▸ **WHAT IS EXPECTED**
From the listing below, copy each line where "share" occurs.

▸ **DATA PROVIDED**
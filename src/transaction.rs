// SPDX-License-Identifier: AGPL-3.0-or-later
//
// Copyright (C) 2025 Daniel Negri
//
// This program is free software: you can redistribute it and/or modify
// it under the terms of the GNU Affero General Public License as published by
// the Free Software Foundation, either version 3 of the License, or
// (at your option) any later version.
//
// This program is distributed in the hope that it will be useful,
// but WITHOUT ANY WARRANTY; without even the implied warranty of
// MERCHANTABILITY or FITNESS FOR A PARTICULAR PURPOSE. See the
// GNU Affero General Public License for more details.
//
// You should have received a copy of the GNU Affero General Public License
// along with this program. If not, see <https://www.gnu.org/licenses/>.

//! Transaction records and the requests that produce them.
//!
//! An expense debits `from_product`, an income credits `to_product`, a transfer
//! sets both. Records are only ever written by the [`Engine`](crate::Engine).

use crate::LedgerError;
use crate::base::{CategoryId, InstallmentGroupId, ProductId, StatementId, TransactionId};
use chrono::NaiveDate;
use rust_decimal::Decimal;
use serde::{Deserialize, Serialize};

#[derive(Debug, Clone, Copy, PartialEq, Eq, Hash, Serialize, Deserialize)]
#[serde(rename_all = "lowercase")]
pub enum TransactionKind {
    Expense,
    Income,
    Transfer,
}

/// Position of a record inside its installment group, 1-based.
#[derive(Debug, Clone, Copy, PartialEq, Eq, Serialize, Deserialize)]
pub struct InstallmentPosition {
    pub number: u32,
    pub total: u32,
}

#[derive(Debug, Clone, PartialEq, Eq, Serialize, Deserialize)]
pub struct Transaction {
    pub id: TransactionId,
    pub kind: TransactionKind,
    pub amount: Decimal,
    /// Credited amount of a cross-currency transfer.
    pub destination_amount: Option<Decimal>,
    pub date: NaiveDate,
    pub description: String,
    pub from_product: Option<ProductId>,
    pub to_product: Option<ProductId>,
    pub category: Option<CategoryId>,
    pub installment: Option<InstallmentPosition>,
    pub installment_group: Option<InstallmentGroupId>,
    /// Single payment financed without interest.
    pub no_interest: bool,
    pub statement: Option<StatementId>,
}

impl Transaction {
    pub fn is_installment(&self) -> bool {
        self.installment.is_some()
    }

    /// The product that owns this record: the debited side, or the credited
    /// side of an income.
    pub fn source_product(&self) -> Option<ProductId> {
        match self.kind {
            TransactionKind::Expense | TransactionKind::Transfer => self.from_product,
            TransactionKind::Income => self.to_product,
        }
    }

    pub fn credited_amount(&self) -> Decimal {
        self.destination_amount.unwrap_or(self.amount)
    }

    pub fn touches(&self, product: ProductId) -> bool {
        self.from_product == Some(product) || self.to_product == Some(product)
    }
}

/// A record about to be inserted; the store assigns its id.
#[derive(Debug, Clone, PartialEq, Eq)]
pub struct NewTransaction {
    pub kind: TransactionKind,
    pub amount: Decimal,
    pub destination_amount: Option<Decimal>,
    pub date: NaiveDate,
    pub description: String,
    pub from_product: Option<ProductId>,
    pub to_product: Option<ProductId>,
    pub category: Option<CategoryId>,
    pub installment: Option<InstallmentPosition>,
    pub installment_group: Option<InstallmentGroupId>,
    pub no_interest: bool,
}

impl NewTransaction {
    pub fn into_transaction(self, id: TransactionId) -> Transaction {
        Transaction {
            id,
            kind: self.kind,
            amount: self.amount,
            destination_amount: self.destination_amount,
            date: self.date,
            description: self.description,
            from_product: self.from_product,
            to_product: self.to_product,
            category: self.category,
            installment: self.installment,
            installment_group: self.installment_group,
            no_interest: self.no_interest,
            statement: None,
        }
    }
}

/// Whether a [`CreateTransaction`] spends from or pays into its product.
#[derive(Debug, Clone, Copy, PartialEq, Eq, Hash, Serialize, Deserialize)]
#[serde(rename_all = "lowercase")]
pub enum EntryKind {
    Expense,
    Income,
}

impl From<EntryKind> for TransactionKind {
    fn from(kind: EntryKind) -> Self {
        match kind {
            EntryKind::Expense => TransactionKind::Expense,
            EntryKind::Income => TransactionKind::Income,
        }
    }
}

#[derive(Debug, Clone, PartialEq, Eq, Serialize, Deserialize)]
pub struct CreateTransaction {
    pub kind: EntryKind,
    pub product: ProductId,
    pub amount: Decimal,
    pub date: NaiveDate,
    pub description: String,
    pub category: Option<CategoryId>,
    pub installments: u32,
    /// Explicit per-installment value; any excess over `amount / installments`
    /// is financing cost.
    pub installment_amount: Option<Decimal>,
    pub no_interest: bool,
}

impl CreateTransaction {
    pub fn expense(product: ProductId, amount: Decimal, date: NaiveDate, description: impl Into<String>) -> Self {
        Self {
            kind: EntryKind::Expense,
            product,
            amount,
            date,
            description: description.into(),
            category: None,
            installments: 1,
            installment_amount: None,
            no_interest: false,
        }
    }

    pub fn income(product: ProductId, amount: Decimal, date: NaiveDate, description: impl Into<String>) -> Self {
        Self {
            kind: EntryKind::Income,
            ..Self::expense(product, amount, date, description)
        }
    }

    pub fn with_installments(mut self, installments: u32, installment_amount: Option<Decimal>) -> Self {
        self.installments = installments;
        self.installment_amount = installment_amount;
        self
    }

    pub fn with_category(mut self, category: CategoryId) -> Self {
        self.category = Some(category);
        self
    }

    pub fn with_no_interest(mut self) -> Self {
        self.no_interest = true;
        self
    }

    /// Structural checks that need no stored state.
    pub fn validate(&self) -> Result<(), LedgerError> {
        if self.amount <= Decimal::ZERO {
            return Err(LedgerError::InvalidAmount);
        }
        if self.installment_amount.is_some_and(|value| value <= Decimal::ZERO) {
            return Err(LedgerError::InvalidAmount);
        }
        if self.kind == EntryKind::Income && (self.installments > 1 || self.installment_amount.is_some()) {
            return Err(LedgerError::validation("income cannot be split into installments"));
        }
        if self.no_interest && self.installments > 1 {
            return Err(LedgerError::validation(
                "no-interest financing only applies to single payments",
            ));
        }
        if self.no_interest && self.kind == EntryKind::Income {
            return Err(LedgerError::validation("income cannot be financed"));
        }
        Ok(())
    }
}

/// Replacement values for an existing record.
#[derive(Debug, Clone, PartialEq, Eq, Serialize, Deserialize)]
pub struct UpdateTransaction {
    pub description: String,
    pub amount: Decimal,
    pub date: NaiveDate,
    pub category: Option<CategoryId>,
    pub no_interest: bool,
}

impl UpdateTransaction {
    /// Patch that keeps every field of `transaction` as it is.
    pub fn from_current(transaction: &Transaction) -> Self {
        Self {
            description: transaction.description.clone(),
            amount: transaction.amount,
            date: transaction.date,
            category: transaction.category,
            no_interest: transaction.no_interest,
        }
    }

    pub fn with_amount(mut self, amount: Decimal) -> Self {
        self.amount = amount;
        self
    }

    pub fn with_category(mut self, category: Option<CategoryId>) -> Self {
        self.category = category;
        self
    }
}

#[derive(Debug, Clone, PartialEq, Eq, Serialize, Deserialize)]
pub struct CreateTransfer {
    pub from: ProductId,
    pub to: ProductId,
    pub amount: Decimal,
    /// Required when the two products hold different currencies.
    pub destination_amount: Option<Decimal>,
    pub description: Option<String>,
    pub date: NaiveDate,
}

impl CreateTransfer {
    pub fn new(from: ProductId, to: ProductId, amount: Decimal, date: NaiveDate) -> Self {
        Self {
            from,
            to,
            amount,
            destination_amount: None,
            description: None,
            date,
        }
    }

    pub fn with_destination_amount(mut self, destination_amount: Decimal) -> Self {
        self.destination_amount = Some(destination_amount);
        self
    }

    pub fn validate(&self) -> Result<(), LedgerError> {
        if self.amount <= Decimal::ZERO {
            return Err(LedgerError::InvalidAmount);
        }
        if self.destination_amount.is_some_and(|value| value <= Decimal::ZERO) {
            return Err(LedgerError::InvalidAmount);
        }
        if self.from == self.to {
            return Err(LedgerError::invalid_operation(
                "transfer source and destination are the same product",
            ));
        }
        Ok(())
    }
}
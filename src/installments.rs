// SPDX-License-Identifier: AGPL-3.0-or-later
//
// Copyright (C) 2025 Daniel Negri
//
// This program is free software: you can redistribute it and/or modify
// it under the terms of the GNU Affero General Public License as published by
// the Free Software Foundation, either version 3 of the License, or
// (at your option) any later version.
//
// This program is distributed in the hope that it will be useful,
// but WITHOUT ANY WARRANTY; without even the implied warranty of
// MERCHANTABILITY or FITNESS FOR A PARTICULAR PURPOSE. See the
// GNU Affero General Public License for more details.
//
// You should have received a copy of the GNU Affero General Public License
// along with this program. If not, see <https://www.gnu.org/licenses/>.

//! Installment planning.
//!
//! Expands one purchase into dated installments. A single payment is dated on
//! the purchase date; installment `n` of a group falls `n` calendar months
//! after it.
//!
//! Month arithmetic clamps to the end of the month: adding one month to
//! January 31st lands on the last day of February. Every date is computed
//! from the purchase date, so a clamp never shifts later installments.
//!
//! # Example
//!
//! ```
//! use chrono::NaiveDate;
//! use finance_ledger::installments;
//! use rust_decimal_macros::dec;
//!
//! let purchase = NaiveDate::from_ymd_opt(2024, 1, 31).unwrap();
//! let plan = installments::plan(purchase, 3, dec!(100), None, 2).unwrap();
//!
//! assert_eq!(plan.total_debt, dec!(100));
//! assert_eq!(plan.installments[0].amount, dec!(33.33));
//! assert_eq!(plan.installments[2].amount, dec!(33.34));
//! assert_eq!(plan.installments[0].date, NaiveDate::from_ymd_opt(2024, 2, 29).unwrap());
//! ```

use crate::LedgerError;
use chrono::{Months, NaiveDate};
use rust_decimal::{Decimal, RoundingStrategy};

/// Upper bound on installments per purchase.
pub const MAX_INSTALLMENTS: u32 = 120;

#[derive(Debug, Clone, Copy, PartialEq, Eq)]
pub struct PlannedInstallment {
    /// 1-based position in the group.
    pub number: u32,
    pub date: NaiveDate,
    pub amount: Decimal,
}

#[derive(Debug, Clone, PartialEq, Eq)]
pub struct InstallmentPlan {
    pub installments: Vec<PlannedInstallment>,
    /// Sum of every installment, financing cost included.
    pub total_debt: Decimal,
}

impl InstallmentPlan {
    pub fn count(&self) -> u32 {
        self.installments.len() as u32
    }

    /// Whether the plan produces an installment group rather than a single payment.
    pub fn is_grouped(&self) -> bool {
        self.installments.len() > 1
    }
}

/// Splits `amount` into `count` installments.
///
/// With an explicit `installment_amount` every installment carries that value
/// and the total debt is `installment_amount * count`. Otherwise the amount is
/// divided, truncated to `scale` decimal places, and the last installment
/// absorbs the remainder so the group sums to `amount` exactly.
///
/// # Errors
///
/// - [`LedgerError::Validation`] - `count` is zero or above [`MAX_INSTALLMENTS`],
///   the amount is too small to give every installment a non-zero share, a
///   date falls outside the calendar range, or the total debt overflows.
/// - [`LedgerError::InvalidAmount`] - `amount` or `installment_amount` is not positive.
pub fn plan(
    base_date: NaiveDate,
    count: u32,
    amount: Decimal,
    installment_amount: Option<Decimal>,
    scale: u32,
) -> Result<InstallmentPlan, LedgerError> {
    if count == 0 {
        return Err(LedgerError::validation("installments must be at least 1"));
    }
    if count > MAX_INSTALLMENTS {
        return Err(LedgerError::validation(format!(
            "at most {MAX_INSTALLMENTS} installments are allowed, got {count}"
        )));
    }
    if amount <= Decimal::ZERO || installment_amount.is_some_and(|value| value <= Decimal::ZERO) {
        return Err(LedgerError::InvalidAmount);
    }

    let amounts = match installment_amount {
        Some(value) => vec![value; count as usize],
        None => split_evenly(amount, count, scale)?,
    };

    let mut installments = Vec::with_capacity(count as usize);
    for (index, amount) in amounts.into_iter().enumerate() {
        let number = index as u32 + 1;
        let date = if count == 1 {
            base_date
        } else {
            add_months(base_date, number)?
        };
        installments.push(PlannedInstallment { number, date, amount });
    }

    let total_debt = installments
        .iter()
        .try_fold(Decimal::ZERO, |total, installment| total.checked_add(installment.amount))
        .ok_or_else(LedgerError::out_of_range)?;
    Ok(InstallmentPlan {
        installments,
        total_debt,
    })
}

fn split_evenly(amount: Decimal, count: u32, scale: u32) -> Result<Vec<Decimal>, LedgerError> {
    if count == 1 {
        return Ok(vec![amount]);
    }
    let share = (amount / Decimal::from(count)).round_dp_with_strategy(scale, RoundingStrategy::ToZero);
    if share.is_zero() {
        return Err(LedgerError::validation(format!(
            "{amount} is too small to split into {count} installments"
        )));
    }
    let last = share
        .checked_mul(Decimal::from(count - 1))
        .and_then(|split| amount.checked_sub(split))
        .ok_or_else(LedgerError::out_of_range)?;
    let mut amounts = vec![share; count as usize - 1];
    amounts.push(last);
    Ok(amounts)
}

/// Adds whole calendar months, clamping to the last day of a shorter month.
pub fn add_months(date: NaiveDate, months: u32) -> Result<NaiveDate, LedgerError> {
    date.checked_add_months(Months::new(months))
        .ok_or_else(|| LedgerError::validation(format!("{date} plus {months} months is out of range")))
}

▸ **OUTPUT FOR THIS EXERCISE**
///   the amount is too small to give every installment a non-zero share, a
    let share = (amount / Decimal::from(count)).round_dp_with_strategy(scale, RoundingStrategy::ToZero);
    if share.is_zero() {
    let last = share
    let mut amounts = vec![share; count as usize - 1];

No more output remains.